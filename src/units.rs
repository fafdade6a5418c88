//! Length units and the directed conversion factor table.
//!
//! Factors are the published rounded constants, authored per direction.
//! `factor(a, b)` is not derived from `factor(b, a)` and many pairs have no
//! entry at all.

use std::collections::HashMap;
use std::fmt;
use std::str::FromStr;
use std::sync::OnceLock;

#[derive(Debug, Clone, Copy, PartialEq, Eq, Hash, PartialOrd, Ord)]
pub enum Unit {
    Miles,
    Yards,
    Feet,
    Inches,
    Millimeters,
    Centimeters,
    Meters,
    Kilometers,
}

impl Unit {
    pub const ALL: [Unit; 8] = [
        Unit::Miles,
        Unit::Yards,
        Unit::Feet,
        Unit::Inches,
        Unit::Millimeters,
        Unit::Centimeters,
        Unit::Meters,
        Unit::Kilometers,
    ];

    /// Upper-case plural name, the form used in error messages.
    pub fn canonical_name(self) -> &'static str {
        match self {
            Unit::Miles => "MILES",
            Unit::Yards => "YARDS",
            Unit::Feet => "FEET",
            Unit::Inches => "INCHES",
            Unit::Millimeters => "MILLIMETERS",
            Unit::Centimeters => "CENTIMETERS",
            Unit::Meters => "METERS",
            Unit::Kilometers => "KILOMETERS",
        }
    }
}

impl fmt::Display for Unit {
    fn fmt(&self, f: &mut fmt::Formatter<'_>) -> fmt::Result {
        f.write_str(self.canonical_name())
    }
}

#[derive(Debug, Clone, PartialEq, Eq)]
pub struct UnknownUnit(pub String);

impl FromStr for Unit {
    type Err = UnknownUnit;

    /// Case-insensitive; accepts plural names and their singular forms.
    fn from_str(s: &str) -> Result<Self, Self::Err> {
        let unit = match s.trim().to_ascii_uppercase().as_str() {
            "MILES" | "MILE" => Unit::Miles,
            "YARDS" | "YARD" => Unit::Yards,
            "FEET" | "FOOT" => Unit::Feet,
            "INCHES" | "INCH" => Unit::Inches,
            "MILLIMETERS" | "MILLIMETER" => Unit::Millimeters,
            "CENTIMETERS" | "CENTIMETER" => Unit::Centimeters,
            "METERS" | "METER" => Unit::Meters,
            "KILOMETERS" | "KILOMETER" => Unit::Kilometers,
            _ => return Err(UnknownUnit(s.to_string())),
        };
        Ok(unit)
    }
}

const AUTHORED: [(Unit, Unit, f64); 19] = [
    (Unit::Inches, Unit::Centimeters, 2.54),
    (Unit::Inches, Unit::Meters, 0.0254),
    (Unit::Inches, Unit::Millimeters, 25.40),
    (Unit::Centimeters, Unit::Inches, 0.39),
    (Unit::Centimeters, Unit::Feet, 0.032808),
    (Unit::Centimeters, Unit::Meters, 0.01),
    (Unit::Meters, Unit::Centimeters, 100.0),
    (Unit::Meters, Unit::Inches, 39.37),
    (Unit::Meters, Unit::Feet, 3.28),
    (Unit::Meters, Unit::Yards, 1.09),
    (Unit::Meters, Unit::Kilometers, 0.001),
    (Unit::Millimeters, Unit::Inches, 0.039),
    (Unit::Kilometers, Unit::Feet, 3280.8),
    (Unit::Kilometers, Unit::Miles, 0.62),
    (Unit::Yards, Unit::Meters, 0.91),
    (Unit::Yards, Unit::Kilometers, 0.00091),
    (Unit::Miles, Unit::Kilometers, 1.61),
    (Unit::Feet, Unit::Meters, 0.30),
    (Unit::Feet, Unit::Kilometers, 0.0003048),
];

/// Read-only `(source, dest) -> factor` lookup, built once per process.
#[derive(Debug)]
pub struct ConversionTable {
    factors: HashMap<(Unit, Unit), f64>,
}

impl ConversionTable {
    pub fn global() -> &'static ConversionTable {
        static TABLE: OnceLock<ConversionTable> = OnceLock::new();
        TABLE.get_or_init(|| ConversionTable {
            factors: AUTHORED.iter().map(|&(from, to, f)| ((from, to), f)).collect(),
        })
    }

    /// `None` when no factor was authored for this direction.
    pub fn lookup(&self, source: Unit, dest: Unit) -> Option<f64> {
        self.factors.get(&(source, dest)).copied()
    }

    /// Authored entries in a stable order.
    pub fn entries(&self) -> impl Iterator<Item = (Unit, Unit, f64)> + '_ {
        AUTHORED.iter().copied()
    }

    pub fn len(&self) -> usize {
        self.factors.len()
    }

    pub fn is_empty(&self) -> bool {
        self.factors.is_empty()
    }
}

————

Reproduce each line above that contains "entries".

ANSWER SECTION:
    /// Authored entries in a stable order.
    pub fn entries(&self) -> impl Iterator<Item = (Unit, Unit, f64)> + '_ {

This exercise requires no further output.